After the line containing "use crate::app::Message as AppMessage;", write nothing more; before it, reproduce every line of the material below exactly, starting with the first.

-*-

// SPDX-License-Identifier: MPL-2.0
//! Core notification data structures.
//!
//! Callers describe a notification with a [`NotificationSpec`]; the
//! [`Manager`](super::Manager) turns it into a [`Notification`] by assigning
//! the id, the creation time and the resolved auto-dismiss duration.

use crate::app::Message as AppMessage;
use crate::ui::design_tokens::palette;
use chrono::{DateTime, Local};
use iced::Color;
use std::fmt;
use std::sync::atomic::{AtomicU64, Ordering};
use std::time::Duration;

/// Auto-dismiss delay for success notifications.
pub const SUCCESS_DURATION: Duration = Duration::from_millis(5000);
/// Auto-dismiss delay for info notifications.
pub const INFO_DURATION: Duration = Duration::from_millis(5000);
/// Auto-dismiss delay for warning notifications.
pub const WARNING_DURATION: Duration = Duration::from_millis(6000);
/// Auto-dismiss delay for error notifications.
pub const ERROR_DURATION: Duration = Duration::from_millis(8000);

/// Unique identifier for a notification.
///
/// Ids come from a process-wide monotonic counter, so an id is never reused
/// while the process lives.
#[derive(Debug, Clone, Copy, PartialEq, Eq, Hash, PartialOrd, Ord)]
pub struct NotificationId(u64);

impl NotificationId {
    /// Creates a new unique notification ID.
    pub fn new() -> Self {
        static COUNTER: AtomicU64 = AtomicU64::new(1);
        Self(COUNTER.fetch_add(1, Ordering::Relaxed))
    }
}

impl Default for NotificationId {
    fn default() -> Self {
        Self::new()
    }
}

impl fmt::Display for NotificationId {
    fn fmt(&self, f: &mut fmt::Formatter<'_>) -> fmt::Result {
        write!(f, "#{}", self.0)
    }
}

/// Kind of notification; fixes the accent color and the default duration.
#[derive(Debug, Clone, Copy, PartialEq, Eq, Hash)]
pub enum Kind {
    Success,
    Info,
    Warning,
    Error,
}

impl Kind {
    pub const ALL: [Kind; 4] = [Kind::Success, Kind::Info, Kind::Warning, Kind::Error];

    /// Returns the accent color for this kind.
    #[must_use]
    pub fn color(self) -> Color {
        match self {
            Kind::Success => palette::SUCCESS_500,
            Kind::Info => palette::INFO_500,
            Kind::Warning => palette::WARNING_500,
            Kind::Error => palette::ERROR_500,
        }
    }

    /// Returns the auto-dismiss duration applied when the caller sets none.
    #[must_use]
    pub fn default_duration(self) -> Duration {
        match self {
            Kind::Success => SUCCESS_DURATION,
            Kind::Info => INFO_DURATION,
            Kind::Warning => WARNING_DURATION,
            Kind::Error => ERROR_DURATION,
        }
    }

    /// Glyph rendered at the start of the toast.
    #[must_use]
    pub fn glyph(self) -> &'static str {
        match self {
            Kind::Success => "✓",
            Kind::Info => "ℹ",
            Kind::Warning => "⚠",
            Kind::Error => "✕",
        }
    }
}

/// Visual style of an action button inside a toast.
#[derive(Debug, Clone, Copy, PartialEq, Eq, Default)]
pub enum ActionStyle {
    #[default]
    Primary,
    Secondary,
    Danger,
}

/// A button shown on a toast. Pressing it forwards `on_press` to the
/// application and dismisses the toast.
#[derive(Debug, Clone)]
pub struct Action {
    label: String,
    style: ActionStyle,
    on_press: AppMessage,
}

impl Action {
    pub fn new(label: impl Into<String>, on_press: AppMessage) -> Self {
        Self {
            label: label.into(),
            style: ActionStyle::default(),
            on_press,
        }
    }

    #[must_use]
    pub fn style(mut self, style: ActionStyle) -> Self {
        self.style = style;
        self
    }

    #[must_use]
    pub fn label(&self) -> &str {
        &self.label
    }

    #[must_use]
    pub fn action_style(&self) -> ActionStyle {
        self.style
    }

    #[must_use]
    pub fn on_press(&self) -> &AppMessage {
        &self.on_press
    }
}

/// Caller-supplied description of a notification.
///
/// Callers never choose the id or creation time; both are assigned
/// when the manager accepts it.
#[derive(Debug, Clone)]
pub struct NotificationSpec {
    kind: Kind,
    title: String,
    message: Option<String>,
    duration: Option<Duration>,
    actions: Vec<Action>,
}

impl NotificationSpec {
    pub fn new(kind: Kind, title: impl Into<String>) -> Self {
        Self {
            kind,
            title: title.into(),
            message: None,
            duration: None,
            actions: Vec::new(),
        }
    }

    pub fn success(title: impl Into<String>) -> Self {
        Self::new(Kind::Success, title)
    }

    pub fn info(title: impl Into<String>) -> Self {
        Self::new(Kind::Info, title)
    }

    pub fn warning(title: impl Into<String>) -> Self {
        Self::new(Kind::Warning, title)
    }

    pub fn error(title: impl Into<String>) -> Self {
        Self::new(Kind::Error, title)
    }

    #[must_use]
    pub fn with_message(mut self, message: impl Into<String>) -> Self {
        self.message = Some(message.into());
        self
    }

    /// Sets the message only when one is given; `None` keeps the current one.
    #[must_use]
    pub fn with_optional_message(mut self, message: Option<String>) -> Self {
        if let Some(message) = message {
            self.message = Some(message);
        }
        self
    }

    /// Overrides the kind default. `Duration::ZERO` disables auto-dismiss.
    #[must_use]
    pub fn with_duration(mut self, duration: Duration) -> Self {
        self.duration = Some(duration);
        self
    }

    /// Keeps the notification until it is dismissed explicitly.
    #[must_use]
    pub fn sticky(self) -> Self {
        self.with_duration(Duration::ZERO)
    }

    #[must_use]
    pub fn with_action(mut self, action: Action) -> Self {
        self.actions.push(action);
        self
    }

    /// Appends buttons in order after any already attached.
    #[must_use]
    pub fn with_actions(mut self, actions: impl IntoIterator<Item = Action>) -> Self {
        self.actions.extend(actions);
        self
    }

    #[must_use]
    pub fn kind(&self) -> Kind {
        self.kind
    }

    #[must_use]
    pub fn title(&self) -> &str {
        &self.title
    }
}

/// A notification accepted into the queue.
#[derive(Debug, Clone)]
pub struct Notification {
    id: NotificationId,
    kind: Kind,
    title: String,
    message: Option<String>,
    duration: Duration,
    actions: Vec<Action>,
    created_at: DateTime<Local>,
}

impl Notification {
    /// Materializes a spec: fresh id, `created_at = now`, resolved duration.
    pub(super) fn from_spec(spec: NotificationSpec) -> Self {
        let duration = spec
            .duration
            .unwrap_or_else(|| spec.kind.default_duration());
        Self {
            id: NotificationId::new(),
            kind: spec.kind,
            title: spec.title,
            message: spec.message,
            duration,
            actions: spec.actions,
            created_at: Local::now(),
        }
    }

    #[must_use]
    pub fn id(&self) -> NotificationId {
        self.id
    }

    #[must_use]
    pub fn kind(&self) -> Kind {
        self.kind
    }

    #[must_use]
    pub fn title(&self) -> &str {
        &self.title
    }

    #[must_use]
    pub fn message(&self) -> Option<&str> {
        self.message.as_deref()
    }

    /// Resolved auto-dismiss duration; zero means the toast is sticky.
    #[must_use]
    pub fn duration(&self) -> Duration {
        self.duration
    }

    /// Delay after which the notification expires, if it expires at all.
    #[must_use]
    pub fn auto_dismiss_after(&self) -> Option<Duration> {
        (!self.duration.is_zero()).then_some(self.duration)
    }

    #[must_use]
    pub fn actions(&self) -> &[Action] {
        &self.actions
    }

    #[must_use]
    pub fn created_at(&self) -> DateTime<Local> {
        self.created_at
    }
}

#[cfg(test)]
mod tests {
    use super::*;
    use crate::app::Message;
    use crate::ui::wizard;

    #[test]
    fn notification_ids_are_unique() {
        let n1 = Notification::from_spec(NotificationSpec::success("test"));
        let n2 = Notification::from_spec(NotificationSpec::success("test"));
        assert_ne!(n1.id(), n2.id());
    }

    #[test]
    fn kind_colors_are_distinct() {
        for (i, a) in Kind::ALL.iter().enumerate() {
            for b in &Kind::ALL[i + 1..] {
                assert_ne!(a.color(), b.color());
            }
        }
    }

    #[test]
    fn default_durations_follow_kind() {
        assert_eq!(Kind::Success.default_duration(), Duration::from_millis(5000));
        assert_eq!(Kind::Info.default_duration(), Duration::from_millis(5000));
        assert_eq!(Kind::Warning.default_duration(), Duration::from_millis(6000));
        assert_eq!(Kind::Error.default_duration(), Duration::from_millis(8000));
    }

    #[test]
    fn explicit_duration_overrides_kind_default() {
        let n = Notification::from_spec(
            NotificationSpec::error("boom").with_duration(Duration::from_millis(1500)),
        );
        assert_eq!(n.duration(), Duration::from_millis(1500));
        assert_eq!(n.auto_dismiss_after(), Some(Duration::from_millis(1500)));
    }

    #[test]
    fn sticky_notification_never_auto_dismisses() {
        let n = Notification::from_spec(NotificationSpec::info("pinned").sticky());
        assert_eq!(n.duration(), Duration::ZERO);
        assert!(n.auto_dismiss_after().is_none());
    }

    #[test]
    fn spec_builder_carries_message_and_actions() {
        let spec = NotificationSpec::error("Could not save responses")
            .with_message("Disk full")
            .with_action(Action::new("Retry", Message::Wizard(wizard::Message::Submit)))
            .with_action(
                Action::new("Ignore", Message::Wizard(wizard::Message::Restart)).style(ActionStyle::Secondary),
            );
        let n = Notification::from_spec(spec);

        assert_eq!(n.kind(), Kind::Error);
        assert_eq!(n.title(), "Could not save responses");
        assert_eq!(n.message(), Some("Disk full"));
        assert_eq!(n.actions().len(), 2);
        assert_eq!(n.actions()[0].label(), "Retry");
        assert_eq!(n.actions()[1].action_style(), ActionStyle::Secondary);
    }

    #[test]
    fn absent_optional_message_keeps_existing_one() {
        let kept = NotificationSpec::info("Draft restored")
            .with_message("3 answers")
            .with_optional_message(None);
        assert_eq!(Notification::from_spec(kept).message(), Some("3 answers"));

        let replaced = NotificationSpec::info("Draft restored")
            .with_message("3 answers")
            .with_optional_message(Some("4 answers".into()));
        assert_eq!(Notification::from_spec(replaced).message(), Some("4 answers"));
    }

    #[test]
    fn with_actions_appends_in_order() {
        let spec = NotificationSpec::success("Saved")
            .with_action(Action::new("Open", Message::Wizard(wizard::Message::Submit)))
            .with_actions([
                Action::new("Start over", Message::Wizard(wizard::Message::Restart)),
                Action::new("Keep", Message::Wizard(wizard::Message::Previous)),
            ]);
        let notification = Notification::from_spec(spec);
        let labels: Vec<&str> = notification
            .actions()
            .iter()
            .map(Action::label)
            .collect();
        assert_eq!(labels, vec!["Open", "Start over", "Keep"]);
    }

    #[test]
    fn constructors_set_correct_kind() {
        assert_eq!(NotificationSpec::success("").kind(), Kind::Success);
        assert_eq!(NotificationSpec::info("").kind(), Kind::Info);
        assert_eq!(NotificationSpec::warning("").kind(), Kind::Warning);
        assert_eq!(NotificationSpec::error("").kind(), Kind::Error);
    }
}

-*-

> _Answer_
// SPDX-License-Identifier: MPL-2.0
//! Core notification data structures.
//!
//! Callers describe a notification with a [`NotificationSpec`]; the
//! [`Manager`](super::Manager) turns it into a [`Notification`] by assigning
//! the id, the creation time and the resolved auto-dismiss duration.

use crate::app::Message as AppMessage;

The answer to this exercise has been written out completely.